→ EXERCISE OBJECTIVE
Wherever the word "every" occurs in the lines below, copy the whole line.

** EXCERPTED DATA follows **

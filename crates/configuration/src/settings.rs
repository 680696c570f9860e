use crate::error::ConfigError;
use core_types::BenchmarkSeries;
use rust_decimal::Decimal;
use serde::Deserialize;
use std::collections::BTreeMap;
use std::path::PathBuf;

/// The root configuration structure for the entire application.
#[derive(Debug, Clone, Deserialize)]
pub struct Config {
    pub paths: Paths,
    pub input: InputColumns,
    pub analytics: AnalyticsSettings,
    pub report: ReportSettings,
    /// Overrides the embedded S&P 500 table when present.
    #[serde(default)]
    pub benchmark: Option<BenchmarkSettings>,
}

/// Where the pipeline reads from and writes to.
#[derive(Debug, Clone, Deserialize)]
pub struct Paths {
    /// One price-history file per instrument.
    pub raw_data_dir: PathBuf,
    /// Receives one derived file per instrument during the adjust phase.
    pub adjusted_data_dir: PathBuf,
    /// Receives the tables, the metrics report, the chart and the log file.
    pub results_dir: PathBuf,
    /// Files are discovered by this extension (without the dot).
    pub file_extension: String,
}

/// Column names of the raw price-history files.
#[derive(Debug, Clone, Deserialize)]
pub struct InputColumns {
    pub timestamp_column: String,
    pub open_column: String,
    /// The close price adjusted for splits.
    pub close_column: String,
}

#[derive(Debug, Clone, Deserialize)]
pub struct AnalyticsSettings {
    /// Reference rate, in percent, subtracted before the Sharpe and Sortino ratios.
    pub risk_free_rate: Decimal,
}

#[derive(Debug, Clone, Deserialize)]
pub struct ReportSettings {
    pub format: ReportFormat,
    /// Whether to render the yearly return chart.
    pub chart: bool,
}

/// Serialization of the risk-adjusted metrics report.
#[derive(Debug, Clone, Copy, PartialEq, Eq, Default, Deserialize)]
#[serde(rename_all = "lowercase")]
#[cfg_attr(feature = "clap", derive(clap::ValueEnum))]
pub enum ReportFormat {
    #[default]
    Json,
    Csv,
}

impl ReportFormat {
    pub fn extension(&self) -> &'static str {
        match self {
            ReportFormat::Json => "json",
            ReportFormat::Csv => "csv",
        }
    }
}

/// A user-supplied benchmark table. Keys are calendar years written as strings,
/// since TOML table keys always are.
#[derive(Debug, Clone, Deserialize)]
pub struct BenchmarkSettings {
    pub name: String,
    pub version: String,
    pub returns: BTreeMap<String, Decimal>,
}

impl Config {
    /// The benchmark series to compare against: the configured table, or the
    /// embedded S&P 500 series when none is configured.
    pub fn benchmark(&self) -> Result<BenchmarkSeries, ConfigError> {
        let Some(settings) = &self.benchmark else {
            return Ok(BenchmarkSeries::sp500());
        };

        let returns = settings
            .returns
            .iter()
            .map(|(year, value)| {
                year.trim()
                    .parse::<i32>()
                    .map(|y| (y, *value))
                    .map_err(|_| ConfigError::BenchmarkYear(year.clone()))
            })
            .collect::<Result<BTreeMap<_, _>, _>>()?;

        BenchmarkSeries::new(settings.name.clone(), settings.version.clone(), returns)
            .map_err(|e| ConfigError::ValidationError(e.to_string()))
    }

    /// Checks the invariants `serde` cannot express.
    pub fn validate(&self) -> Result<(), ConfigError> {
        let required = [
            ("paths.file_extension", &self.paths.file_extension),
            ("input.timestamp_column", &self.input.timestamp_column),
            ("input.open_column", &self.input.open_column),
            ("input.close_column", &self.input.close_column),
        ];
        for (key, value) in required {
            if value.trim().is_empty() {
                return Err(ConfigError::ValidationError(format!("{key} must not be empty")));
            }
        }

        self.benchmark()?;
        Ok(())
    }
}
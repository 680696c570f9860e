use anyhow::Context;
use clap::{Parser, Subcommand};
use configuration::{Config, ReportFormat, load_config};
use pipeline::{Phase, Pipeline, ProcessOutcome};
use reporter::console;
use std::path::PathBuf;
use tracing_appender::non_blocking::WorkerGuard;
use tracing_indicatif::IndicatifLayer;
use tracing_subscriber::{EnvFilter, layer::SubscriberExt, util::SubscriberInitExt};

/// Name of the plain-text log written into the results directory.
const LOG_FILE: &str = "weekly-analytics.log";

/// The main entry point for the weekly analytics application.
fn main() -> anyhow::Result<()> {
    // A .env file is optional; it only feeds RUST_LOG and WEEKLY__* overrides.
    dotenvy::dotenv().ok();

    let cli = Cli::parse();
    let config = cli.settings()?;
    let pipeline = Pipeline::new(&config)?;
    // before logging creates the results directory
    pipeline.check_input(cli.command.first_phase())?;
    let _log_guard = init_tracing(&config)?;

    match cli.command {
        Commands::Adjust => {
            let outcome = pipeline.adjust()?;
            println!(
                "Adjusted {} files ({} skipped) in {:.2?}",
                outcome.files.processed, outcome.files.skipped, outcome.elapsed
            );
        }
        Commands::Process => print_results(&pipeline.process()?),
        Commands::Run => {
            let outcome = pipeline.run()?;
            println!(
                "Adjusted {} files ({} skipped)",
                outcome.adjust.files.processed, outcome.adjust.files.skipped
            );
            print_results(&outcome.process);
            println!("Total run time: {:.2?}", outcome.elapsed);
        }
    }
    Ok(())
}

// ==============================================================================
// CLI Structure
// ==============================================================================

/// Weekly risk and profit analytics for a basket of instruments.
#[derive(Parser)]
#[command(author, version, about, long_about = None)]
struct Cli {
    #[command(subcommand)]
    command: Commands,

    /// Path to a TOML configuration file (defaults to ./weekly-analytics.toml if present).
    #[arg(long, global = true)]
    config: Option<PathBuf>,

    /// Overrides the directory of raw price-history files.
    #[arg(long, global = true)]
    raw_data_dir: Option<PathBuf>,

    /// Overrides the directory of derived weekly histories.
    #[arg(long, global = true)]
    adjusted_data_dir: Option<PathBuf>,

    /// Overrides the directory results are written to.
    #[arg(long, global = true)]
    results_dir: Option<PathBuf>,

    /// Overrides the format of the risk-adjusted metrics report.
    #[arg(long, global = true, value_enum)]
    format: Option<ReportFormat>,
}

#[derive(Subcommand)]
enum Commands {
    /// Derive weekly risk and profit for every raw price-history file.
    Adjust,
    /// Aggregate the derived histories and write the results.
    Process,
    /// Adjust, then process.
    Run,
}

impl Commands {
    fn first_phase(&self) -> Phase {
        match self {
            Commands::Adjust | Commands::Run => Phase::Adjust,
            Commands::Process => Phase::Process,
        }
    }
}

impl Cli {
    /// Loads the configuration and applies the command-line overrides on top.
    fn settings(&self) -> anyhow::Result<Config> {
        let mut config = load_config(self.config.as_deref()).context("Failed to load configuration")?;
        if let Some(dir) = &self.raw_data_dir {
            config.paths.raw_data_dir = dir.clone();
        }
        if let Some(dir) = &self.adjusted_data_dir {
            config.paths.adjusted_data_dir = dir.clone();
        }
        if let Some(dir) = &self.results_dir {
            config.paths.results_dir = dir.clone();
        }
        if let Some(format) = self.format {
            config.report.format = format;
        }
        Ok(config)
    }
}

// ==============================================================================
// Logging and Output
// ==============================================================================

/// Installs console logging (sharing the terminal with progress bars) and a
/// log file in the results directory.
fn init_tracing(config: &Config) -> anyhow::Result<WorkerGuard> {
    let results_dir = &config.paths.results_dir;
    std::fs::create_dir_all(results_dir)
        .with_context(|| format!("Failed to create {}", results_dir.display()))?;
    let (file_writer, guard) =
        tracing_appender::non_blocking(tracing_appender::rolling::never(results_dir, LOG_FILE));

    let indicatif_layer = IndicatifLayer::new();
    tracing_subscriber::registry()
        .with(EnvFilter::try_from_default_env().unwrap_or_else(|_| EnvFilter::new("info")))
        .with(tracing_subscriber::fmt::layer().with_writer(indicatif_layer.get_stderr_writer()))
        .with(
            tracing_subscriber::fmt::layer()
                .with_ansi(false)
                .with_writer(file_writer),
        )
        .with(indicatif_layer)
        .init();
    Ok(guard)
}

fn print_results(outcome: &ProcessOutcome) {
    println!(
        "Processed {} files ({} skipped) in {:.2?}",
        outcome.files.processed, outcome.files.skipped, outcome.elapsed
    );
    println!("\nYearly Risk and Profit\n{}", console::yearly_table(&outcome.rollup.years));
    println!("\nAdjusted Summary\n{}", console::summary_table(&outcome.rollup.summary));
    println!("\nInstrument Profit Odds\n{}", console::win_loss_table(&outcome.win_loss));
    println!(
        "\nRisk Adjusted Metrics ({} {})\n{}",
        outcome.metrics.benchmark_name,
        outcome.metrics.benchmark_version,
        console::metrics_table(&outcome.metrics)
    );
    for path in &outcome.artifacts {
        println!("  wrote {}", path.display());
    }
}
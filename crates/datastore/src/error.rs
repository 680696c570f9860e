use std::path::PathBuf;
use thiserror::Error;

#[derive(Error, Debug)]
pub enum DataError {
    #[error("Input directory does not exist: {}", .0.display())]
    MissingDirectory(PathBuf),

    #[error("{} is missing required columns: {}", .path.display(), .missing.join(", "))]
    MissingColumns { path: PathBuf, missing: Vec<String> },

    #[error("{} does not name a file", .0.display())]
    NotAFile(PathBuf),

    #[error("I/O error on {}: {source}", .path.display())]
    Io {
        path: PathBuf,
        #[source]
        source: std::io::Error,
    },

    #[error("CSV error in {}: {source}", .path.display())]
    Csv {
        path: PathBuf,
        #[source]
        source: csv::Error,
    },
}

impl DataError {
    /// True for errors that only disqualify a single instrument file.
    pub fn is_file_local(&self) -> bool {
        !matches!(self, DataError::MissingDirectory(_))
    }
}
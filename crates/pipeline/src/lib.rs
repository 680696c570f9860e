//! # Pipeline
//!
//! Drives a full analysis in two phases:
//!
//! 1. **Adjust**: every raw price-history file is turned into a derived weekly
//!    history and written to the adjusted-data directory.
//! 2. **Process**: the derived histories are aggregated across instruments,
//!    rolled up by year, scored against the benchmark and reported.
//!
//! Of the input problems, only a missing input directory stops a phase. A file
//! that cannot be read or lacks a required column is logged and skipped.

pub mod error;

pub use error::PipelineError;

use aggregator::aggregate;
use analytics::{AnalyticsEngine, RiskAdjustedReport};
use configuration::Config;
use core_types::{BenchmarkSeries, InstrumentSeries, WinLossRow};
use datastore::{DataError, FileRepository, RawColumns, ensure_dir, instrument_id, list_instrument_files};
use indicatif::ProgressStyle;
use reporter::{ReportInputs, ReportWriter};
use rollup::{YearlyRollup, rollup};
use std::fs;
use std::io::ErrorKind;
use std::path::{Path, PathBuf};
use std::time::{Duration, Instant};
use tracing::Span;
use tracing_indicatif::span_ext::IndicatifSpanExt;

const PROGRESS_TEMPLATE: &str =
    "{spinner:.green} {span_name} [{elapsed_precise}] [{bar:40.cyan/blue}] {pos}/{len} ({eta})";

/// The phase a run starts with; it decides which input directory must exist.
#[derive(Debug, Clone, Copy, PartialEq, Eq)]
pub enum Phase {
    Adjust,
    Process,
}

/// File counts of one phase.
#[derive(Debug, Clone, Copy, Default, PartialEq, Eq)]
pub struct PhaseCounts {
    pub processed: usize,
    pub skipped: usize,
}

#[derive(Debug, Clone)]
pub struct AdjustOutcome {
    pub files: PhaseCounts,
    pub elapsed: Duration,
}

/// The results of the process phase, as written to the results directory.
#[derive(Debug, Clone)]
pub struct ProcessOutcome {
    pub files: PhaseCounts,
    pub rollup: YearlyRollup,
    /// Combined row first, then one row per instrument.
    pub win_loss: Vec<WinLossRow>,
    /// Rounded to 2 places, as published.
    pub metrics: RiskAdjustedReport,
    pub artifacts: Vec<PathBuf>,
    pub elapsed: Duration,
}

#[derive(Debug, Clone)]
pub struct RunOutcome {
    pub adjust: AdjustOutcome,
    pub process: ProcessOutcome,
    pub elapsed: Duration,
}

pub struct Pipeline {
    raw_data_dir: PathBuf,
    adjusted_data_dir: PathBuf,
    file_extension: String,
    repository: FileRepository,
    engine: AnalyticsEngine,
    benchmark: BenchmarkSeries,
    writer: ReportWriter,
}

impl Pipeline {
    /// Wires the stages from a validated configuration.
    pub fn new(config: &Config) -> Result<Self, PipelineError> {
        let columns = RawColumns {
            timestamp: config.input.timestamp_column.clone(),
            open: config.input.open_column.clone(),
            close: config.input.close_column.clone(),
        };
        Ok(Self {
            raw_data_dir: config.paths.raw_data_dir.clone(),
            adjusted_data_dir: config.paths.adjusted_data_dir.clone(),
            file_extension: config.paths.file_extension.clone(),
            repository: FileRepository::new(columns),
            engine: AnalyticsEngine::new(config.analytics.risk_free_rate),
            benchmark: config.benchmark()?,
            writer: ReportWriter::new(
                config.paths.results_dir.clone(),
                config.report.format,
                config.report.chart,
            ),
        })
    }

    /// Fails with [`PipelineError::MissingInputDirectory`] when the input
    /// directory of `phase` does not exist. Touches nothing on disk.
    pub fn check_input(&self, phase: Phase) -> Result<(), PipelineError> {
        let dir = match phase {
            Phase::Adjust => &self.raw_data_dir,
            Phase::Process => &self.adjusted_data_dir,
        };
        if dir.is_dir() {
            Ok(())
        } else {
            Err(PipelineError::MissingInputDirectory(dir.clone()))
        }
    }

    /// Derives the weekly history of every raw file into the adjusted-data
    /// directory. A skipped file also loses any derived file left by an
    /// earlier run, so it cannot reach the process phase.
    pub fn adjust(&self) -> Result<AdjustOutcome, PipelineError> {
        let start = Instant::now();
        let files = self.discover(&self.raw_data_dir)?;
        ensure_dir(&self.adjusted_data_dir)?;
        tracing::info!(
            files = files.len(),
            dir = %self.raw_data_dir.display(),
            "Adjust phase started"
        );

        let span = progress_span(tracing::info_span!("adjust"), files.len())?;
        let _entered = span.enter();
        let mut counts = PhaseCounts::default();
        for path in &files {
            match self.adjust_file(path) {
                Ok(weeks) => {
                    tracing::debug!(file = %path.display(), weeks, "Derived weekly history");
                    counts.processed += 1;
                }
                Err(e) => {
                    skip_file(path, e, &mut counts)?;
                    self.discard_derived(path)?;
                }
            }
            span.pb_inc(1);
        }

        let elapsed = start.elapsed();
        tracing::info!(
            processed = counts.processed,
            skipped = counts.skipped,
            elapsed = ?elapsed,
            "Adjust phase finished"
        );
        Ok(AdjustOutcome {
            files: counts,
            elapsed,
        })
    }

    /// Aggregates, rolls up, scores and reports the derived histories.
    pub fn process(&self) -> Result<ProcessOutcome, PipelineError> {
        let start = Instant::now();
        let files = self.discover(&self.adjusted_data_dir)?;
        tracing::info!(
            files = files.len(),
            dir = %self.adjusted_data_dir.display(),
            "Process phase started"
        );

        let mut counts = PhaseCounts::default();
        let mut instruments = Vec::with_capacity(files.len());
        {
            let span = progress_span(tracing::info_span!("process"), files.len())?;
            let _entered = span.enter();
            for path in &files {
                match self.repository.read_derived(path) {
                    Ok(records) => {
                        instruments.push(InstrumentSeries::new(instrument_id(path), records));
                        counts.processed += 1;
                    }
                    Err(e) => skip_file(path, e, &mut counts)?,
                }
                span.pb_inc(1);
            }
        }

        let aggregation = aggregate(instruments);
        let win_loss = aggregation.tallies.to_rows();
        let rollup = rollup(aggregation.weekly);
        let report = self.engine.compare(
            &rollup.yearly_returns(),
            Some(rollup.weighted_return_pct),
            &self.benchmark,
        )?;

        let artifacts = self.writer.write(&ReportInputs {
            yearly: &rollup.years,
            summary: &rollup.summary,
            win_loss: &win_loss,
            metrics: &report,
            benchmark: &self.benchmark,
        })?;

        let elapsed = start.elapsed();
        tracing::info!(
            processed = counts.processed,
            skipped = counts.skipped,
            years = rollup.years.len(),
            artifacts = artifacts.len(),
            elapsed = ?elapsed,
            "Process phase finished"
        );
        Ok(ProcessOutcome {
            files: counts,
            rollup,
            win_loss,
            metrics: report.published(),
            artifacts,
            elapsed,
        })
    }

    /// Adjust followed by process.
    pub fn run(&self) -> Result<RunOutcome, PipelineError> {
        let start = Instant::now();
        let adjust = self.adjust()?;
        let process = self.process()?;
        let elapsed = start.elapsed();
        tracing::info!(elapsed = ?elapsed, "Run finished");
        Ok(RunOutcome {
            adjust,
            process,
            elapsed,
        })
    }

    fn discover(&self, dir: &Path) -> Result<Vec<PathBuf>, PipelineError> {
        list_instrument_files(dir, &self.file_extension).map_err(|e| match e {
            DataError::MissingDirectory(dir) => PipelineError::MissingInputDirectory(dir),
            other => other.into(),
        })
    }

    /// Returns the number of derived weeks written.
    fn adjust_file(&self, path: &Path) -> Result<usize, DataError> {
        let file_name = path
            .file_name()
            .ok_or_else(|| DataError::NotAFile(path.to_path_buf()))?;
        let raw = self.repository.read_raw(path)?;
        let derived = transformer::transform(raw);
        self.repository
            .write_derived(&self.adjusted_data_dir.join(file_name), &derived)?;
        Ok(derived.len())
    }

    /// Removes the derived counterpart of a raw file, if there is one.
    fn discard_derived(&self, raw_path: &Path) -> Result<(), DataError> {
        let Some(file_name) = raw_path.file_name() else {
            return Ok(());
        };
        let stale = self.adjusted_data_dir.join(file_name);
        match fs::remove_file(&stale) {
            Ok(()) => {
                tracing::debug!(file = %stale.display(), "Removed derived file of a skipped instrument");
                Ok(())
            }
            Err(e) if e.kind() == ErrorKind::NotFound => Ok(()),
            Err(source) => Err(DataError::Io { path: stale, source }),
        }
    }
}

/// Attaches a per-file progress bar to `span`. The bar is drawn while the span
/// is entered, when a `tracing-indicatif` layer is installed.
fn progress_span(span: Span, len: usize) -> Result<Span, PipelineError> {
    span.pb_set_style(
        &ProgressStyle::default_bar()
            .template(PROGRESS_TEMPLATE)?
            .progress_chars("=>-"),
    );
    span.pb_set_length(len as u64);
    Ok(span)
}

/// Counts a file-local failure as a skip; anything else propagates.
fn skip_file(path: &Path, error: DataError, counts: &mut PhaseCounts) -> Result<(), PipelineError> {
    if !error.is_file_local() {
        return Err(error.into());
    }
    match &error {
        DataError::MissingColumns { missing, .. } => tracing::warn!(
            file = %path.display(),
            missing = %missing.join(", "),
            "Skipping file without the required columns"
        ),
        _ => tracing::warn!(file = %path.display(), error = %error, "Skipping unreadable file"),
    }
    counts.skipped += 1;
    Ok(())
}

** End of EXCERPTED DATA **

→ ANSWER
    /// Derive weekly risk and profit for every raw price-history file.
//! 1. **Adjust**: every raw price-history file is turned into a derived weekly
    /// Derives the weekly history of every raw file into the adjusted-data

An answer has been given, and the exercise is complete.